What the task requires: Find every line in the records below that holds the word "usize" and copy it.

Extracted records:
━━━━━━━━
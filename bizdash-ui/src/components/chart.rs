//! Chart Component
//!
//! Bar and pie charts drawn on an HTML5 Canvas from a [`ChartData`].

use std::f64::consts::PI;

use bizdash::format::thousands;
use bizdash::{ChartData, Theme};
use leptos::*;
use wasm_bindgen::JsCast;
use web_sys::{CanvasRenderingContext2d, HtmlCanvasElement};

use crate::state::global::GlobalState;

/// Horizontal grid lines on the value axis
const GRID_LINES: usize = 5;

/// Fraction of a label group left empty between groups
const GROUP_PADDING: f64 = 0.2;

#[derive(Debug, Clone, Copy, PartialEq, Eq)]
pub enum ChartKind {
    Bar,
    Pie,
}

/// Canvas chart component
#[component]
pub fn Chart(
    #[prop(into)]
    data: Signal<ChartData>,
    kind: ChartKind,
    /// Accessible description of the chart
    label: &'static str,
    #[prop(default = 260)]
    height: u32,
) -> impl IntoView {
    let state = use_context::<GlobalState>().expect("GlobalState not found");
    let canvas_ref = create_node_ref::<html::Canvas>();

    // Redraw when the series or the theme changes
    create_effect(move |_| {
        let theme = state.theme();
        data.with(|data| {
            if let Some(canvas) = canvas_ref.get() {
                match kind {
                    ChartKind::Bar => draw_bar_chart(&canvas, data, theme),
                    ChartKind::Pie => draw_pie_chart(&canvas, data),
                }
            }
        });
    });

    view! {
        <div class="chart-wrapper">
            <canvas
                node_ref=canvas_ref
                width="800"
                height=height.to_string()
                class="chart-canvas"
                role="img"
                aria-label=label
            />
            <ChartLegend data=data kind=kind />
        </div>
    }
}

/// Legend: one entry per series for bars, one per category for pies
#[component]
fn ChartLegend(data: Signal<ChartData>, kind: ChartKind) -> impl IntoView {
    view! {
        <div class="chart-legend">
            {move || {
                data.with(|data| legend_entries(data, kind))
                    .into_iter()
                    .map(|(label, color)| {
                        view! {
                            <div class="legend-item">
                                <span class="legend-swatch" style=format!("background-color: {}", color) />
                                <span class="legend-label">{label}</span>
                            </div>
                        }
                    })
                    .collect_view()
            }}
        </div>
    }
}

fn legend_entries(data: &ChartData, kind: ChartKind) -> Vec<(String, String)> {
    match kind {
        ChartKind::Bar => data
            .datasets
            .iter()
            .map(|s| (s.label.clone(), s.background_color.at(0).to_string()))
            .collect(),
        ChartKind::Pie => match data.datasets.first() {
            Some(series) => data
                .labels
                .iter()
                .enumerate()
                .map(|(i, label)| (label.clone(), series.background_color.at(i).to_string()))
                .collect(),
            None => Vec::new(),
        },
    }
}

/// Round `max` up to 1, 2 or 5 times a power of ten
fn nice_ceiling(max: f64) -> f64 {
    if !(max > 0.0) {
        return 1.0;
    }
    let magnitude = 10f64.powf(max.log10().floor());
    let step = [1.0, 2.0, 5.0, 10.0]
        .into_iter()
        .find(|step| step * magnitude >= max)
        .unwrap_or(10.0);
    step * magnitude
}

/// X offset and width of bar `series` in group `group`
fn bar_slot(
    chart_width: f64,
    groups: usize,
    series_count: usize,
    group: usize,
    series: usize,
) -> (f64, f64) {
    if groups == 0 || series_count == 0 {
        return (0.0, 0.0);
    }
    let group_width = chart_width / groups as f64;
    let inner = group_width * (1.0 - GROUP_PADDING);
    let bar_width = inner / series_count as f64;
    let x = group as f64 * group_width + group_width * GROUP_PADDING / 2.0 + series as f64 * bar_width;
    (x, bar_width)
}

/// Start and end angles of each slice, clockwise from twelve o'clock
fn pie_slices(values: &[f64]) -> Vec<(f64, f64)> {
    let total: f64 = values.iter().filter(|v| **v > 0.0).sum();
    let mut start = -PI / 2.0;

    values
        .iter()
        .map(|value| {
            let sweep = if total > 0.0 && *value > 0.0 {
                value / total * 2.0 * PI
            } else {
                0.0
            };
            let slice = (start, start + sweep);
            start += sweep;
            slice
        })
        .collect()
}

fn context_2d(canvas: &HtmlCanvasElement) -> Option<CanvasRenderingContext2d> {
    canvas
        .get_context("2d")
        .ok()
        .flatten()
        .and_then(|ctx| ctx.dyn_into::<CanvasRenderingContext2d>().ok())
}

fn axis_colors(theme: Theme) -> (&'static str, &'static str) {
    match theme {
        Theme::Light => ("#e2e8f0", "#64748b"),
        Theme::Dark => ("#334155", "#94a3b8"),
    }
}

fn rounded_top_rect(ctx: &CanvasRenderingContext2d, x: f64, y: f64, w: f64, h: f64, radius: f64) {
    let r = radius.min(w / 2.0).min(h).max(0.0);
    ctx.begin_path();
    ctx.move_to(x, y + h);
    ctx.line_to(x, y + r);
    let _ = ctx.arc_to(x, y, x + r, y, r);
    ctx.line_to(x + w - r, y);
    let _ = ctx.arc_to(x + w, y, x + w, y + r, r);
    ctx.line_to(x + w, y + h);
    ctx.close_path();
}

fn draw_bar_chart(canvas: &HtmlCanvasElement, data: &ChartData, theme: Theme) {
    let Some(ctx) = context_2d(canvas) else {
        return;
    };

    let width = canvas.width() as f64;
    let height = canvas.height() as f64;

    let margin_left = 60.0;
    let margin_right = 20.0;
    let margin_top = 20.0;
    let margin_bottom = 40.0;

    let chart_width = width - margin_left - margin_right;
    let chart_height = height - margin_top - margin_bottom;

    ctx.clear_rect(0.0, 0.0, width, height);

    let (grid, text) = axis_colors(theme);

    if data.labels.is_empty() {
        ctx.set_fill_style(&text.into());
        ctx.set_font("16px sans-serif");
        let _ = ctx.fill_text("No data", width / 2.0 - 28.0, height / 2.0);
        return;
    }

    let axis_max = nice_ceiling(data.max_value());

    ctx.set_line_width(1.0);
    ctx.set_font("12px sans-serif");
    for i in 0..=GRID_LINES {
        let y = margin_top + (i as f64 / GRID_LINES as f64) * chart_height;
        ctx.set_stroke_style(&grid.into());
        ctx.begin_path();
        ctx.move_to(margin_left, y);
        ctx.line_to(width - margin_right, y);
        ctx.stroke();

        let value = axis_max * (1.0 - i as f64 / GRID_LINES as f64);
        ctx.set_fill_style(&text.into());
        let _ = ctx.fill_text(&thousands(value), 5.0, y + 4.0);
    }

    let groups = data.labels.len();
    for (s, series) in data.datasets.iter().enumerate() {
        let radius = series.border_radius.unwrap_or(0.0);
        for (i, value) in series.data.iter().enumerate().take(groups) {
            let (x, bar_width) = bar_slot(chart_width, groups, data.datasets.len(), i, s);
            let bar_height = (value.max(0.0) / axis_max) * chart_height;
            let y = margin_top + chart_height - bar_height;

            ctx.set_fill_style(&series.background_color.at(i).into());
            rounded_top_rect(&ctx, margin_left + x, y, bar_width, bar_height, radius);
            ctx.fill();

            if let (Some(border), Some(line)) = (&series.border_color, series.border_width) {
                ctx.set_stroke_style(&border.at(i).into());
                ctx.set_line_width(line);
                ctx.stroke();
            }
        }
    }

    ctx.set_fill_style(&text.into());
    ctx.set_font("12px sans-serif");
    let group_width = chart_width / groups as f64;
    for (i, label) in data.labels.iter().enumerate() {
        let x = margin_left + i as f64 * group_width + group_width / 2.0;
        let _ = ctx.fill_text(label, x - 10.0, height - 15.0);
    }
}

fn draw_pie_chart(canvas: &HtmlCanvasElement, data: &ChartData) {
    let Some(ctx) = context_2d(canvas) else {
        return;
    };

    let width = canvas.width() as f64;
    let height = canvas.height() as f64;
    ctx.clear_rect(0.0, 0.0, width, height);

    let Some(series) = data.datasets.first() else {
        return;
    };

    let cx = width / 2.0;
    let cy = height / 2.0;
    let radius = (width.min(height) / 2.0 - 10.0).max(0.0);

    for (i, (start, end)) in pie_slices(&series.data).into_iter().enumerate() {
        if end <= start {
            continue;
        }
        ctx.begin_path();
        ctx.move_to(cx, cy);
        let _ = ctx.arc(cx, cy, radius, start, end);
        ctx.close_path();

        ctx.set_fill_style(&series.background_color.at(i).into());
        ctx.fill();

        if let Some(border) = &series.border_color {
            ctx.set_stroke_style(&border.at(i).into());
            ctx.set_line_width(series.border_width.unwrap_or(1.0));
            ctx.stroke();
        }
    }
}

#[cfg(test)]
mod tests {
    use super::*;
    use bizdash::view::{bar_chart, pie_chart};
    use bizdash::Dataset;

    #[test]
    fn test_nice_ceiling() {
        assert_eq!(nice_ceiling(0.0), 1.0);
        assert_eq!(nice_ceiling(270.0), 500.0);
        assert_eq!(nice_ceiling(180.0), 200.0);
        assert_eq!(nice_ceiling(1000.0), 1000.0);
        assert_eq!(nice_ceiling(f64::NAN), 1.0);
    }

    #[test]
    fn test_bar_slots_fill_group() {
        let (first, w) = bar_slot(600.0, 6, 2, 0, 0);
        let (second, _) = bar_slot(600.0, 6, 2, 0, 1);
        assert_eq!(first, 10.0);
        assert_eq!(w, 40.0);
        assert_eq!(second, 50.0);

        let (last, _) = bar_slot(600.0, 6, 2, 5, 1);
        assert_eq!(last + w, 590.0);
        assert_eq!(bar_slot(600.0, 0, 2, 0, 0), (0.0, 0.0));
    }

    #[test]
    fn test_pie_slices_cover_circle() {
        let slices = pie_slices(&[1.0, 1.0, 2.0]);
        assert_eq!(slices[0].0, -PI / 2.0);
        assert!((slices[2].1 - (3.0 * PI / 2.0)).abs() < 1e-9);
        assert!((slices[2].1 - slices[2].0 - PI).abs() < 1e-9);

        let empty = pie_slices(&[0.0, -3.0]);
        assert!(empty.iter().all(|(s, e)| s == e));
    }

    #[test]
    fn test_legend_entries() {
        let dataset = Dataset::seed();

        let bars = legend_entries(&bar_chart(&dataset), ChartKind::Bar);
        let labels: Vec<_> = bars.iter().map(|(l, _)| l.as_str()).collect();
        assert_eq!(labels, ["Sales", "Expenses"]);

        let pie = legend_entries(&pie_chart(&dataset), ChartKind::Pie);
        assert_eq!(pie.len(), 3);
        assert_eq!(pie[0].0, "Subscriptions");
        assert_ne!(pie[0].1, pie[1].1);
    }
}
━━━━━━━━
Solved exercise:
const GRID_LINES: usize = 5;
    groups: usize,
    series_count: usize,
    group: usize,
    series: usize,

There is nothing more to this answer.